Action item: Extract every line of the material below and reproduce it faithfully.

*** Supplied material Section Begins ***

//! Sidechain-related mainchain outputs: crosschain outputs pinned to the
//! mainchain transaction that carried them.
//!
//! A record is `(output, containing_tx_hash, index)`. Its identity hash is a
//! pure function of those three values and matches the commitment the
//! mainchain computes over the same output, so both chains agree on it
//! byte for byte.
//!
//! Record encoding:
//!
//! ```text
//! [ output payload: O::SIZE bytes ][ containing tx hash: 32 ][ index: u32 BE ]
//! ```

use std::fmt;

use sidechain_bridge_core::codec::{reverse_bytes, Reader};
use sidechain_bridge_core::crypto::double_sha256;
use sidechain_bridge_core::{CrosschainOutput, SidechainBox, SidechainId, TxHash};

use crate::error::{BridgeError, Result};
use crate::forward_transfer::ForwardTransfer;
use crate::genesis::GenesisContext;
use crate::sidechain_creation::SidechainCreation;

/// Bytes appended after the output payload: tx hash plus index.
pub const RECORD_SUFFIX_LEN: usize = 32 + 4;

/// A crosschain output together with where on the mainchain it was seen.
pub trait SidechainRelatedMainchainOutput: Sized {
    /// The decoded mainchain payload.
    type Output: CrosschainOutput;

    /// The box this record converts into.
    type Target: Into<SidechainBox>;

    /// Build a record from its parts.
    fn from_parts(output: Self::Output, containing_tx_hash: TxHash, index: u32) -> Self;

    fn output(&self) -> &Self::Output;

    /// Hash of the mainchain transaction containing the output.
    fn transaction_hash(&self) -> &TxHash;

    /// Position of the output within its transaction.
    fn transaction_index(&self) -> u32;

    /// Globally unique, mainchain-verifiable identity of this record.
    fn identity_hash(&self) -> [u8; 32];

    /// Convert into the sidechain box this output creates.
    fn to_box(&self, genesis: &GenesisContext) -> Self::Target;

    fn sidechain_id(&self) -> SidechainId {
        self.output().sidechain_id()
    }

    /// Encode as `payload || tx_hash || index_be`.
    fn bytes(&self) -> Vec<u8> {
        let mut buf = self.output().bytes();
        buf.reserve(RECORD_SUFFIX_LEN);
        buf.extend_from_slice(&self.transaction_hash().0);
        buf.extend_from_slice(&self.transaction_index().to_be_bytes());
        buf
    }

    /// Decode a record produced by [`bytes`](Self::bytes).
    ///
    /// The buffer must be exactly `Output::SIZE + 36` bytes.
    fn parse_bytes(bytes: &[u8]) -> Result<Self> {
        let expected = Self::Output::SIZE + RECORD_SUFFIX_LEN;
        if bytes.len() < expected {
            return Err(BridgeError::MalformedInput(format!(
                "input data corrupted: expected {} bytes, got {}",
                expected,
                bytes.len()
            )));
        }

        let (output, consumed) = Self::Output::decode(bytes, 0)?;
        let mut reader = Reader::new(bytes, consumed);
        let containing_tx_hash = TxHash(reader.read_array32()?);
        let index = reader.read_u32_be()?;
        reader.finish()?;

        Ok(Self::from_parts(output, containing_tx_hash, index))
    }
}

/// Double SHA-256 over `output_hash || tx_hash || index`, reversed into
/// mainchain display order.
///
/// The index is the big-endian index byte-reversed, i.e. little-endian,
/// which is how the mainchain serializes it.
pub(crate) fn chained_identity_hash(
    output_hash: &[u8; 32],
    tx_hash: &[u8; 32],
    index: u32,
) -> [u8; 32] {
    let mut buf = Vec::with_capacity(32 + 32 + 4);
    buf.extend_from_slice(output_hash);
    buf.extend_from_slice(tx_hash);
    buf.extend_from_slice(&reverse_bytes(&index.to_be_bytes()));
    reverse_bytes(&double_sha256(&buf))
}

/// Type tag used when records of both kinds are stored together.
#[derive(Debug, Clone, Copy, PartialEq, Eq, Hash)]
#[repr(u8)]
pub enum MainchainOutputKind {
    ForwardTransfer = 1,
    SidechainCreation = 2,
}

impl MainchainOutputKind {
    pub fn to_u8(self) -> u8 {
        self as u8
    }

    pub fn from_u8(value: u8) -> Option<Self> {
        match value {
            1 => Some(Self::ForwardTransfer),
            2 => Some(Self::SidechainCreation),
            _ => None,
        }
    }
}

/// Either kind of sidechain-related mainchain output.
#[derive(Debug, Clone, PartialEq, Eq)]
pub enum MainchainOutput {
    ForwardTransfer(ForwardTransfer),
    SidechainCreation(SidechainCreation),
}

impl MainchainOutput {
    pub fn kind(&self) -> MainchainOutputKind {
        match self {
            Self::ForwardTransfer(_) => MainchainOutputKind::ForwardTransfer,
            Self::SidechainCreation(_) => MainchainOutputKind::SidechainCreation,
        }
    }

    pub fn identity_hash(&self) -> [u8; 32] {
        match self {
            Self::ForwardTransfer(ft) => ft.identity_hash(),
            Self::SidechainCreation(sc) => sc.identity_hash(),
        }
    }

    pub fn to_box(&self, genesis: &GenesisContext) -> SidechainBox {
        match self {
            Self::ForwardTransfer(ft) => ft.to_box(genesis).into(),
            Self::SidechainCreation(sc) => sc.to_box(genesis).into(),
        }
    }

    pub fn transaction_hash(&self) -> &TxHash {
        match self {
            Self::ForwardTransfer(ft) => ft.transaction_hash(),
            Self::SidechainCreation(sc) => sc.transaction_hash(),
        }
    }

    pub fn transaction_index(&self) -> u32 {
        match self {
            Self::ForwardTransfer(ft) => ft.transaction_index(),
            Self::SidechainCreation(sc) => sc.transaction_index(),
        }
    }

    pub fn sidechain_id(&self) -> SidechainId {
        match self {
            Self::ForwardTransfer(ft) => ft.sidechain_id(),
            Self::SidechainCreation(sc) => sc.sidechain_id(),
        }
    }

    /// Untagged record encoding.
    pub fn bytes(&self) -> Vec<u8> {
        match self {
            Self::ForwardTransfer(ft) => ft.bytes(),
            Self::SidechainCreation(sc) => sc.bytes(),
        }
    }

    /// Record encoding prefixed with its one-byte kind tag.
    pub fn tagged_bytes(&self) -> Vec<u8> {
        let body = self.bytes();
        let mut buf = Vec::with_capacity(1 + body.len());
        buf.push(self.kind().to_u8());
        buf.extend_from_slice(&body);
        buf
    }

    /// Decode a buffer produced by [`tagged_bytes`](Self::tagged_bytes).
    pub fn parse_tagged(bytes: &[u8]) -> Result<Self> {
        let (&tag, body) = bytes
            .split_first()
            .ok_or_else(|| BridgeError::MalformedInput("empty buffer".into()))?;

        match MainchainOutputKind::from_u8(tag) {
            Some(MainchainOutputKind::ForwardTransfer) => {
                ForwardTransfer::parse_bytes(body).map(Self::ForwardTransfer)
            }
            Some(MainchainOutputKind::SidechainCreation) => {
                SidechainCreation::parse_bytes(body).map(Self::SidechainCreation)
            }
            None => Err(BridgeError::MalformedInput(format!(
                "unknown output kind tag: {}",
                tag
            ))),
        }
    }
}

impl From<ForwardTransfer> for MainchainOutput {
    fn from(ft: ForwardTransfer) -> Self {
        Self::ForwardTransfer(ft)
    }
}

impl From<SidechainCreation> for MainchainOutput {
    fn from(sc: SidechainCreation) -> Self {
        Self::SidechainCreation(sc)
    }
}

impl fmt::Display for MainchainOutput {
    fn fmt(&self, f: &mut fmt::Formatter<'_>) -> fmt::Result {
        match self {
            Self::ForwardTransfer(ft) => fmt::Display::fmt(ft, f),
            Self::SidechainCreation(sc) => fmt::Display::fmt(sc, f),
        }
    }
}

*** Supplied material Section Ends ***

Answer to this task:
//! Sidechain-related mainchain outputs: crosschain outputs pinned to the
//! mainchain transaction that carried them.
//!
//! A record is `(output, containing_tx_hash, index)`. Its identity hash is a
//! pure function of those three values and matches the commitment the
//! mainchain computes over the same output, so both chains agree on it
//! byte for byte.
//!
//! Record encoding:
//!
//! ```text
//! [ output payload: O::SIZE bytes ][ containing tx hash: 32 ][ index: u32 BE ]
//! ```

use std::fmt;

use sidechain_bridge_core::codec::{reverse_bytes, Reader};
use sidechain_bridge_core::crypto::double_sha256;
use sidechain_bridge_core::{CrosschainOutput, SidechainBox, SidechainId, TxHash};

use crate::error::{BridgeError, Result};
use crate::forward_transfer::ForwardTransfer;
use crate::genesis::GenesisContext;
use crate::sidechain_creation::SidechainCreation;

/// Bytes appended after the output payload: tx hash plus index.
pub const RECORD_SUFFIX_LEN: usize = 32 + 4;

/// A crosschain output together with where on the mainchain it was seen.
pub trait SidechainRelatedMainchainOutput: Sized {
    /// The decoded mainchain payload.
    type Output: CrosschainOutput;

    /// The box this record converts into.
    type Target: Into<SidechainBox>;

    /// Build a record from its parts.
    fn from_parts(output: Self::Output, containing_tx_hash: TxHash, index: u32) -> Self;

    fn output(&self) -> &Self::Output;

    /// Hash of the mainchain transaction containing the output.
    fn transaction_hash(&self) -> &TxHash;

    /// Position of the output within its transaction.
    fn transaction_index(&self) -> u32;

    /// Globally unique, mainchain-verifiable identity of this record.
    fn identity_hash(&self) -> [u8; 32];

    /// Convert into the sidechain box this output creates.
    fn to_box(&self, genesis: &GenesisContext) -> Self::Target;

    fn sidechain_id(&self) -> SidechainId {
        self.output().sidechain_id()
    }

    /// Encode as `payload || tx_hash || index_be`.
    fn bytes(&self) -> Vec<u8> {
        let mut buf = self.output().bytes();
        buf.reserve(RECORD_SUFFIX_LEN);
        buf.extend_from_slice(&self.transaction_hash().0);
        buf.extend_from_slice(&self.transaction_index().to_be_bytes());
        buf
    }

    /// Decode a record produced by [`bytes`](Self::bytes).
    ///
    /// The buffer must be exactly `Output::SIZE + 36` bytes.
    fn parse_bytes(bytes: &[u8]) -> Result<Self> {
        let expected = Self::Output::SIZE + RECORD_SUFFIX_LEN;
        if bytes.len() < expected {
            return Err(BridgeError::MalformedInput(format!(
                "input data corrupted: expected {} bytes, got {}",
                expected,
                bytes.len()
            )));
        }

        let (output, consumed) = Self::Output::decode(bytes, 0)?;
        let mut reader = Reader::new(bytes, consumed);
        let containing_tx_hash = TxHash(reader.read_array32()?);
        let index = reader.read_u32_be()?;
        reader.finish()?;

        Ok(Self::from_parts(output, containing_tx_hash, index))
    }
}

/// Double SHA-256 over `output_hash || tx_hash || index`, reversed into
/// mainchain display order.
///
/// The index is the big-endian index byte-reversed, i.e. little-endian,
/// which is how the mainchain serializes it.
pub(crate) fn chained_identity_hash(
    output_hash: &[u8; 32],
    tx_hash: &[u8; 32],
    index: u32,
) -> [u8; 32] {
    let mut buf = Vec::with_capacity(32 + 32 + 4);
    buf.extend_from_slice(output_hash);
    buf.extend_from_slice(tx_hash);
    buf.extend_from_slice(&reverse_bytes(&index.to_be_bytes()));
    reverse_bytes(&double_sha256(&buf))
}

/// Type tag used when records of both kinds are stored together.
#[derive(Debug, Clone, Copy, PartialEq, Eq, Hash)]
#[repr(u8)]
pub enum MainchainOutputKind {
    ForwardTransfer = 1,
    SidechainCreation = 2,
}

impl MainchainOutputKind {
    pub fn to_u8(self) -> u8 {
        self as u8
    }

    pub fn from_u8(value: u8) -> Option<Self> {
        match value {
            1 => Some(Self::ForwardTransfer),
            2 => Some(Self::SidechainCreation),
            _ => None,
        }
    }
}

/// Either kind of sidechain-related mainchain output.
#[derive(Debug, Clone, PartialEq, Eq)]
pub enum MainchainOutput {
    ForwardTransfer(ForwardTransfer),
    SidechainCreation(SidechainCreation),
}

impl MainchainOutput {
    pub fn kind(&self) -> MainchainOutputKind {
        match self {
            Self::ForwardTransfer(_) => MainchainOutputKind::ForwardTransfer,
            Self::SidechainCreation(_) => MainchainOutputKind::SidechainCreation,
        }
    }

    pub fn identity_hash(&self) -> [u8; 32] {
        match self {
            Self::ForwardTransfer(ft) => ft.identity_hash(),
            Self::SidechainCreation(sc) => sc.identity_hash(),
        }
    }

    pub fn to_box(&self, genesis: &GenesisContext) -> SidechainBox {
        match self {
            Self::ForwardTransfer(ft) => ft.to_box(genesis).into(),
            Self::SidechainCreation(sc) => sc.to_box(genesis).into(),
        }
    }

    pub fn transaction_hash(&self) -> &TxHash {
        match self {
            Self::ForwardTransfer(ft) => ft.transaction_hash(),
            Self::SidechainCreation(sc) => sc.transaction_hash(),
        }
    }

    pub fn transaction_index(&self) -> u32 {
        match self {
            Self::ForwardTransfer(ft) => ft.transaction_index(),
            Self::SidechainCreation(sc) => sc.transaction_index(),
        }
    }

    pub fn sidechain_id(&self) -> SidechainId {
        match self {
            Self::ForwardTransfer(ft) => ft.sidechain_id(),
            Self::SidechainCreation(sc) => sc.sidechain_id(),
        }
    }

    /// Untagged record encoding.
    pub fn bytes(&self) -> Vec<u8> {
        match self {
            Self::ForwardTransfer(ft) => ft.bytes(),
            Self::SidechainCreation(sc) => sc.bytes(),
        }
    }

    /// Record encoding prefixed with its one-byte kind tag.
    pub fn tagged_bytes(&self) -> Vec<u8> {
        let body = self.bytes();
        let mut buf = Vec::with_capacity(1 + body.len());
        buf.push(self.kind().to_u8());
        buf.extend_from_slice(&body);
        buf
    }

    /// Decode a buffer produced by [`tagged_bytes`](Self::tagged_bytes).
    pub fn parse_tagged(bytes: &[u8]) -> Result<Self> {
        let (&tag, body) = bytes
            .split_first()
            .ok_or_else(|| BridgeError::MalformedInput("empty buffer".into()))?;

        match MainchainOutputKind::from_u8(tag) {
            Some(MainchainOutputKind::ForwardTransfer) => {
                ForwardTransfer::parse_bytes(body).map(Self::ForwardTransfer)
            }
            Some(MainchainOutputKind::SidechainCreation) => {
                SidechainCreation::parse_bytes(body).map(Self::SidechainCreation)
            }
            None => Err(BridgeError::MalformedInput(format!(
                "unknown output kind tag: {}",
                tag
            ))),
        }
    }
}

impl From<ForwardTransfer> for MainchainOutput {
    fn from(ft: ForwardTransfer) -> Self {
        Self::ForwardTransfer(ft)
    }
}

impl From<SidechainCreation> for MainchainOutput {
    fn from(sc: SidechainCreation) -> Self {
        Self::SidechainCreation(sc)
    }
}

impl fmt::Display for MainchainOutput {
    fn fmt(&self, f: &mut fmt::Formatter<'_>) -> fmt::Result {
        match self {
            Self::ForwardTransfer(ft) => fmt::Display::fmt(ft, f),
            Self::SidechainCreation(sc) => fmt::Display::fmt(sc, f),
        }
    }
}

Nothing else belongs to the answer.